Dominant Flora of the Ground Cover in Pine Forests of the Apalachicola National Forest
by Jennifer Weeks, Brett M. Carlisle, and Bart C. Kicklighter
The Apalachicola National Forest (ANF) in the Florida Panhandle (Leon, Wakulla, Liberty, and Franklin Counties) is dominated by longleaf Pinus palustris forests. These forests were described by early travelers as open, park-like stands of pines with a grassy understory. Anthropogenic activities within the last century have greatly fragmented these forests. Timber activities removed over 90 percent of the mature pines in the 1920's and altered the structural complexity of the understory that was originally characteristic of the natural ecosystem.

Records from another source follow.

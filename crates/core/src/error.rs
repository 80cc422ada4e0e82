//! Error types for the annotation and measurement engine.

use crate::markup::MarkupId;
use uuid::Uuid;

/// Errors produced by engine operations.
///
/// Collaborator failures (document decode, AI pipeline) are surfaced through
/// the `Decode` and `Candidate` variants with a message; the store is left
/// untouched when they occur.
#[derive(Debug, thiserror::Error)]
pub enum CoreError {
    #[error("page {page} out of range (page_count={page_count})")]
    PageOutOfRange { page: u32, page_count: u32 },

    #[error("markup {0} not found")]
    MarkupNotFound(MarkupId),

    #[error("markup {0} is locked")]
    MarkupLocked(MarkupId),

    #[error("degenerate geometry: {0}")]
    DegenerateGeometry(String),

    #[error("invalid candidate markup: {0}")]
    Candidate(String),

    #[error("document decode failed: {0}")]
    Decode(String),

    #[error("unknown document {0}")]
    UnknownDocument(Uuid),

    #[error("no active document session")]
    NoActiveSession,
}

/// Result type for engine operations.
pub type CoreResult<T> = Result<T, CoreError>;
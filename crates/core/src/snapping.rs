//! Snapping engine for precision markup placement.
//!
//! Given a candidate point, the engine returns the possibly-adjusted point
//! and which geometric feature produced the adjustment. Sources are tried
//! in a fixed priority order and the first one within the snap radius wins:
//! document endpoints, document intersections, document line segments,
//! markup-derived points, then the grid.

use crate::geometry::{nearest_point_on_segment, PagePoint};
use crate::store::MarkupStore;
use crate::vector_index::PageVectorIndex;
use std::collections::HashMap;
use tracing::debug;

/// What adjusted a candidate point. Not persisted.
#[derive(Debug, Clone, Copy, PartialEq, Eq)]
pub enum SnapSource {
    /// Endpoint of a document-native vector segment.
    DocumentEndpoint,
    /// Computed intersection of two document-native segments.
    DocumentIntersection,
    /// Nearest point on a document-native segment.
    DocumentLine,
    /// Markup corner, midpoint, center, or endpoint.
    MarkupPoint,
    /// Nearest grid intersection.
    Grid,
}

/// Result of a snap query.
#[derive(Debug, Clone, Copy, PartialEq)]
pub struct SnapResolution {
    pub point: PagePoint,
    /// `None` when nothing within radius fired; `point` is then the
    /// original candidate unchanged.
    pub source: Option<SnapSource>,
}

/// Snapping configuration, persisted with the project settings.
#[derive(Debug, Clone, PartialEq, serde::Serialize, serde::Deserialize)]
pub struct SnapConfig {
    pub enabled: bool,

    /// Snap radius in native pixels.
    pub radius: f32,

    /// Snap to document vector endpoints and intersections.
    pub document_points: bool,

    /// Snap to the nearest point on document vector segments.
    pub document_lines: bool,

    /// Snap to markup corners, midpoints, centers, and endpoints.
    pub markup_points: bool,

    pub grid: bool,

    /// Grid spacing in native pixels.
    pub grid_spacing: f32,
}

impl Default for SnapConfig {
    fn default() -> Self {
        Self {
            enabled: true,
            radius: 10.0,
            document_points: true,
            document_lines: true,
            markup_points: true,
            grid: false,
            grid_spacing: 10.0,
        }
    }
}

#[derive(Debug)]
struct MarkupSnapCache {
    revision: u64,
    points: Vec<PagePoint>,
}

/// Resolves candidate points against snap geometry.
#[derive(Debug)]
pub struct SnapEngine {
    config: SnapConfig,
    /// Markup snap points per page, rebuilt whole whenever the page's
    /// markup set changes (tracked through the store's snap revision).
    markup_cache: HashMap<u32, MarkupSnapCache>,
}

impl SnapEngine {
    pub fn new() -> Self {
        Self::with_config(SnapConfig::default())
    }

    pub fn with_config(config: SnapConfig) -> Self {
        Self { config, markup_cache: HashMap::new() }
    }

    pub fn config(&self) -> &SnapConfig {
        &self.config
    }

    pub fn set_config(&mut self, config: SnapConfig) {
        self.config = config;
    }

    /// Resolve a candidate point on a page.
    ///
    /// `index` carries the page's document vector geometry if it has been
    /// extracted; pass `None` to skip document-derived snapping.
    pub fn resolve_snap(
        &mut self,
        page: u32,
        point: PagePoint,
        store: &MarkupStore,
        index: Option<&PageVectorIndex>,
    ) -> SnapResolution {
        if !self.config.enabled {
            return SnapResolution { point, source: None };
        }

        let radius = self.config.radius;

        if let Some(index) = index {
            if self.config.document_points {
                if let Some(hit) = nearest_within(&point, index.endpoints(), radius) {
                    return SnapResolution {
                        point: hit,
                        source: Some(SnapSource::DocumentEndpoint),
                    };
                }
                if let Some(hit) = nearest_within(&point, index.intersections(), radius) {
                    return SnapResolution {
                        point: hit,
                        source: Some(SnapSource::DocumentIntersection),
                    };
                }
            }

            if self.config.document_lines {
                if let Some(hit) = nearest_on_segments(&point, index, radius) {
                    return SnapResolution { point: hit, source: Some(SnapSource::DocumentLine) };
                }
            }
        }

        if self.config.markup_points {
            let points = self.markup_points_for(page, store);
            if let Some(hit) = nearest_within(&point, points, radius) {
                return SnapResolution { point: hit, source: Some(SnapSource::MarkupPoint) };
            }
        }

        if self.config.grid {
            let spacing = self.config.grid_spacing;
            if spacing > 0.0 {
                let grid_point = PagePoint::new(
                    (point.x / spacing).round() * spacing,
                    (point.y / spacing).round() * spacing,
                );
                if point.distance_to(&grid_point) <= radius {
                    return SnapResolution { point: grid_point, source: Some(SnapSource::Grid) };
                }
            }
        }

        SnapResolution { point, source: None }
    }

    /// The page's current markup snap-point set, for interactive feedback
    /// overlays.
    pub fn page_snap_points(&mut self, page: u32, store: &MarkupStore) -> &[PagePoint] {
        self.markup_points_for(page, store)
    }

    /// Markup snap points for a page, rebuilt from scratch when the store's
    /// snap revision has moved since the cache was filled.
    fn markup_points_for(&mut self, page: u32, store: &MarkupStore) -> &[PagePoint] {
        let revision = store.snap_revision();
        let stale = self
            .markup_cache
            .get(&page)
            .map(|cache| cache.revision != revision)
            .unwrap_or(true);

        if stale {
            let mut points = Vec::new();
            for markup in store.markups_on(page) {
                points.extend(markup.shape.snap_points());
            }
            debug!(page, count = points.len(), "markup snap cache rebuilt");
            self.markup_cache.insert(page, MarkupSnapCache { revision, points });
        }

        &self.markup_cache.get(&page).expect("cache filled above").points
    }
}

impl Default for SnapEngine {
    fn default() -> Self {
        Self::new()
    }
}

fn nearest_within(point: &PagePoint, candidates: &[PagePoint], radius: f32) -> Option<PagePoint> {
    let mut best: Option<(f32, PagePoint)> = None;
    for candidate in candidates {
        let distance = point.distance_to(candidate);
        if distance <= radius && best.map(|(d, _)| distance < d).unwrap_or(true) {
            best = Some((distance, *candidate));
        }
    }
    best.map(|(_, p)| p)
}

fn nearest_on_segments(
    point: &PagePoint,
    index: &PageVectorIndex,
    radius: f32,
) -> Option<PagePoint> {
    let mut best: Option<(f32, PagePoint)> = None;
    for segment in index.segments() {
        let candidate = nearest_point_on_segment(point, &segment.start, &segment.end);
        let distance = point.distance_to(&candidate);
        if distance <= radius && best.map(|(d, _)| distance < d).unwrap_or(true) {
            best = Some((distance, candidate));
        }
    }
    best.map(|(_, p)| p)
}
//! Export transform: bake markups into the document bytes.
//!
//! For each page a single scale factor (`1 / base_scale`) converts
//! document-native markup coordinates into PDF page space, which is
//! vertically flipped relative to markup space; every y conversion applies
//! `page_height - y * scale_factor`. Each markup variant has a fixed
//! drawing recipe emitted as content-stream operators appended to the page.
//! The transform is pure: identical input produces byte-identical output.

use crate::{page_dimensions, PdfEngineError, PdfResult};
use lopdf::content::{Content, Operation};
use lopdf::{dictionary, Dictionary, Document, Object, ObjectId, Stream};
use planmark_core::geometry::{self, PagePoint};
use planmark_core::markup::{Markup, MarkupShape, MarkupStyle};
use planmark_core::scale::ScaleCalibration;
use std::collections::{BTreeMap, BTreeSet};
use tracing::{debug, warn};

/// Bezier control-point ratio approximating a quarter circle.
const KAPPA: f32 = 0.552_284_8;

/// Count marker disc radius in native pixels.
const COUNT_RADIUS_PX: f32 = 12.0;

/// Offset of measurement value labels from the path midpoint, native pixels.
const LABEL_OFFSET_PX: f32 = 4.0;

/// Options for the export transform.
#[derive(Debug, Clone, Default)]
pub struct ExportOptions {
    /// Calibration used to format measurement value labels. Without it the
    /// markup's own label text is used when present.
    pub calibration: Option<ScaleCalibration>,

    /// Leave out markups still pending AI confirmation.
    pub skip_pending: bool,
}
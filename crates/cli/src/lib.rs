use anyhow::{Context, Result};
use clap::{Parser, Subcommand};
use planmark_core::links::LinkEvent;
use planmark_pdf::{export_to_pdf, read_info, ExportOptions};
use planmark_storage::{load_project, LoadedProject};
use std::ffi::OsString;
use std::fs;
use std::io::Write as _;
use std::path::{Path, PathBuf};

#[derive(Debug, Parser)]
#[command(name = "planmark-cli")]
#[command(about = "Planmark takeoff CLI")]
pub struct Cli {
    #[command(subcommand)]
    command: Commands,
}

#[derive(Debug, Subcommand)]
enum Commands {
    /// Print machine-readable PDF metadata.
    Info {
        #[arg(value_name = "FILE")]
        file: PathBuf,
    },
    /// Bake a project's markups into output PDFs.
    Export {
        #[arg(value_name = "PROJECT")]
        project: PathBuf,
        /// Directory for the baked documents; defaults to the project's
        /// directory.
        #[arg(long)]
        output_dir: Option<PathBuf>,
        /// Leave out markups still pending AI confirmation.
        #[arg(long, default_value_t = false)]
        skip_pending: bool,
    },
    /// Write the project's measurement link events as CSV.
    Report {
        #[arg(value_name = "PROJECT")]
        project: PathBuf,
        /// Output file; stdout when omitted.
        #[arg(long)]
        output: Option<PathBuf>,
    },
    /// Print CLI version.
    Version,
}

#[derive(Debug, serde::Serialize)]
struct InfoOutput {
    path: String,
    page_count: u32,
    first_page_size_pt: Option<PageSizeOutput>,
}

#[derive(Debug, serde::Serialize)]
struct PageSizeOutput {
    width: f32,
    height: f32,
}

pub fn run<I, T>(args: I) -> Result<()>
where
    I: IntoIterator<Item = T>,
    T: Into<OsString> + Clone,
{
    init_tracing();
    let cli = Cli::parse_from(args);

    match cli.command {
        Commands::Info { file } => run_info(&file),
        Commands::Export { project, output_dir, skip_pending } => {
            run_export(&project, output_dir.as_deref(), skip_pending)
        }
        Commands::Report { project, output } => run_report(&project, output.as_deref()),
        Commands::Version => {
            println!("{}", env!("CARGO_PKG_VERSION"));
            Ok(())
        }
    }
}

fn init_tracing() {
    use tracing_subscriber::EnvFilter;
    let _ = tracing_subscriber::fmt()
        .with_env_filter(EnvFilter::from_default_env())
        .with_writer(std::io::stderr)
        .try_init();
}

fn run_info(file: &Path) -> Result<()> {
    ensure_file_exists(file)?;

    let bytes = fs::read(file).with_context(|| format!("failed to read {}", file.display()))?;
    let info = read_info(&bytes).context("failed to read PDF metadata")?;

    let first_page_size_pt = info
        .page_sizes
        .first()
        .map(|size| PageSizeOutput { width: size.width_pt, height: size.height_pt });

    let payload = InfoOutput {
        path: file.display().to_string(),
        page_count: info.page_count,
        first_page_size_pt,
    };

    let json = serde_json::to_string_pretty(&payload)?;
    println!("{json}");

    Ok(())
}

fn run_export(project_path: &Path, output_dir: Option<&Path>, skip_pending: bool) -> Result<()> {
    ensure_file_exists(project_path)?;

    let loaded = load_project(project_path)
        .with_context(|| format!("failed to load project {}", project_path.display()))?;

    let output_dir = match output_dir {
        Some(dir) => dir.to_path_buf(),
        None => project_path.parent().unwrap_or_else(|| Path::new(".")).to_path_buf(),
    };
    fs::create_dir_all(&output_dir)?;

    let options = ExportOptions {
        calibration: Some(loaded.project.settings.scale.clone()),
        skip_pending,
    };

    for document in &loaded.project.documents {
        let pdf_bytes = document.pdf_bytes().context("corrupt document payload")?;
        let baked = export_to_pdf(
            &pdf_bytes,
            &document.markups_by_page(),
            document.base_scale,
            &options,
        )
        .with_context(|| format!("failed to export document {}", document.name))?;

        let output = output_dir.join(marked_file_name(&document.name));
        fs::write(&output, baked)
            .with_context(|| format!("failed to write {}", output.display()))?;
        println!("{}", output.display());
    }

    Ok(())
}

fn run_report(project_path: &Path, output: Option<&Path>) -> Result<()> {
    ensure_file_exists(project_path)?;

    let loaded = load_project(project_path)
        .with_context(|| format!("failed to load project {}", project_path.display()))?;

    let events = collect_events(&loaded);

    let mut writer = csv::Writer::from_writer(Vec::new());
    for event in &events {
        writer.serialize(event)?;
    }
    let csv_bytes = writer
        .into_inner()
        .map_err(|e| anyhow::anyhow!("failed to finish CSV: {e}"))?;

    match output {
        Some(path) => {
            if let Some(parent) = path.parent() {
                if !parent.as_os_str().is_empty() {
                    fs::create_dir_all(parent)?;
                }
            }
            fs::write(path, csv_bytes)
                .with_context(|| format!("failed to write {}", path.display()))?;
            println!("{}", path.display());
        }
        None => {
            std::io::stdout().write_all(&csv_bytes)?;
        }
    }

    Ok(())
}

fn collect_events(loaded: &LoadedProject) -> Vec<LinkEvent> {
    let mut events = Vec::new();
    for document in &loaded.project.documents {
        if let Some(graph) = loaded.link_graphs.get(&document.id) {
            events.extend(graph.events());
        }
    }
    events
}

fn ensure_file_exists(path: &Path) -> Result<()> {
    if !path.exists() {
        anyhow::bail!("file does not exist: {}", path.display());
    }
    if !path.is_file() {
        anyhow::bail!("path is not a file: {}", path.display());
    }
    Ok(())
}

fn marked_file_name(document_name: &str) -> String {
    let stem = Path::new(document_name)
        .file_stem()
        .and_then(|name| name.to_str())
        .unwrap_or("document");
    format!("{stem}-marked.pdf")
}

This ecosystem is maintained by frequent, low-intensity fires. These fires are facilitated by the pyrogenic nature of wiregrass Aristida stricta. This grass will carry a fire even when it is lush and green and it resprouts within days after a burn. In addition, wiregrass will only produce seed after a spring or summer fire. In the absence of fire, hardwood species are released from suppression and outcompete many components of the ground cover, including young longleaf pines.
These forests are of special interest to biologists because they contain many threatened and endangered plants and animals including the Red-cockaded Woodpecker, Gopher Tortoise, various orchids and carnivorous plants.
This field guide was created for use in identifying dominant (>5%) components of the understory in the longleaf pine forests of the ANF. It was prepared for use by students who will make seasonal transects, obtaining data on changes in understory vegetation subjected to different combinations of dormant and growing season prescribed burns. This guide emphasizes woody understory components of the forests and is not a comprehensive guide to the flora of the ANF. Descriptions are simplified versions of descriptions found in Guide to the Vascular Plants of the Florida Panhandle (Clewell 1985); Trees, Shrubs, and Woody Vines of Northern Florida and Adjacent Georgia and Alabama (Godfrey 1988); and Florida Wildflowers (Taylor 1992). We have assigned four-letter acronyms to each species. In some cases, our system of acronyms does not distinguish among closely-related species (eg. Cliftonia monophylla and Cyrilla racemiflora are both TITI).